Now, I accept the fact that I am old. And, what’s more, I am proud to be old. When I was in my 50s, I wrote about buying and working land in Portugal. I described myself as defying age. Why should I defy age? Definitely, I was trying to prove something to other people. Now, I am comfortable with having nothing to prove to others.

I am embracing my age.

At this point in my life, I don’t have to please anyone but myself. Let me repeat: I don’t have to please anyone but myself. This is liberating.

In my novel, Turn On, Tune Out, the protagonist, Angelica Morgan, is 30 years’ old. She is a well-traveled, well-read woman who composes music. Angelica is on her way to being accomplished, but she is not there yet. Even though she is an independent person, she is still young enough to want to please people. Because of this desire, Angelica will make some big mistakes, mistakes which happen after the book’s ending.

Recently, my teenage son told me that I am judgmental of people. At first, I became defensive. And then, I realized that I have had a lot of experience with a lot of people. In the past, I ignored my intuition and often gave people the benefit of the doubt. I’m less likely to do that now. I can see how that would seem that I am judgmental.
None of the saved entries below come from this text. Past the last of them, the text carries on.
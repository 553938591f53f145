//! Core Quarry functionality
//!
//! The coordinator owns the connection pool and the schema registry and
//! hands out typed repositories.

use std::sync::Arc;
use std::time::Duration;

use sqlx::PgPool;

use config::DatabaseConfig;
use query_core::{Entity, Repository, SchemaRegistry};

use crate::errors::QuarryError;
use crate::{debug_log, trace_log};

/// Coordinates the database connection and the schema graph shared by every
/// repository.
pub struct Quarry {
    pool: PgPool,
    registry: Arc<SchemaRegistry>,
}

impl Quarry {
    /// Connect a pool from the database configuration and take ownership of
    /// the schema registry.
    pub async fn new(config: DatabaseConfig, registry: SchemaRegistry) -> Result<Self, QuarryError> {
        config.validate()?;
        let connection_string = config.connection_string();

        let mut pool_options = sqlx::postgres::PgPoolOptions::new()
            .max_connections(config.max_connections)
            .min_connections(config.min_connections)
            .acquire_timeout(Duration::from_secs(config.connection_timeout_seconds))
            .idle_timeout(Duration::from_secs(config.idle_timeout_seconds));

        if config.max_lifetime_seconds > 0 {
            pool_options =
                pool_options.max_lifetime(Duration::from_secs(config.max_lifetime_seconds));
        }

        let pool = pool_options.connect(&connection_string).await?;
        debug_log!("[QUARRY] connected to {}:{}", config.host, config.port);

        Ok(Self::from_pool(pool, registry))
    }

    /// Wrap an existing pool, e.g. one shared with other subsystems.
    pub fn from_pool(pool: PgPool, registry: SchemaRegistry) -> Self {
        Self {
            pool,
            registry: Arc::new(registry),
        }
    }

    /// Get database pool reference
    pub fn pool(&self) -> &PgPool {
        &self.pool
    }

    /// Get the shared schema registry
    pub fn registry(&self) -> &SchemaRegistry {
        &self.registry
    }

    /// Hand out a typed repository for an entity. Repositories are cheap:
    /// a pool handle plus the shared registry.
    pub fn repository<T: Entity>(&self) -> Repository<T> {
        trace_log!("[QUARRY] repository for {}", T::table_name());
        Repository::new(self.pool.clone(), Arc::clone(&self.registry))
    }

    /// Check database connection health
    pub async fn health_check(&self) -> Result<(), QuarryError> {
        sqlx::query("SELECT 1").fetch_one(&self.pool).await?;
        Ok(())
    }
}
But the truth is that I just listen to and trust myself now.

When I have begun to say that I am old in conversation with friends and family, they barely let me get the words out of my mouth before telling me that I don’t look my age.

“Sixty is the new 50,” they chime in.

I’m insisting now on being given my due. I’ve earned my age. Please don’t try to snatch the years away. All of my life’s joys and sadness contribute to making me whom I am now.

I’m happy to be me.

The best thing about being a writer is being wholly and truly me. . . at any age.

Who Should Read Turn On, Tune Out

Artists are essential for our spiritual survival. If you believe this, then this novel is for you. As readers reclaim their belief in their freedom to think, I hope that they will appreciate composers and musicians and painters and sculptors and actors and writers even more. And if they are artists, I hope that they will be inspired to create even more.

About the Author

I am old enough to forget some of my work, writing, and educational experiences for my CV. Born and raised in New York City, I now live in rural Portugal. Turn On, Tune Out is my third novel.

About the Guest Post

Since finishing Turn On, Tune Out, I seem to be going through an intense period of personal revelation. It could be because writing fiction is writing about oneself. Or it could be my age.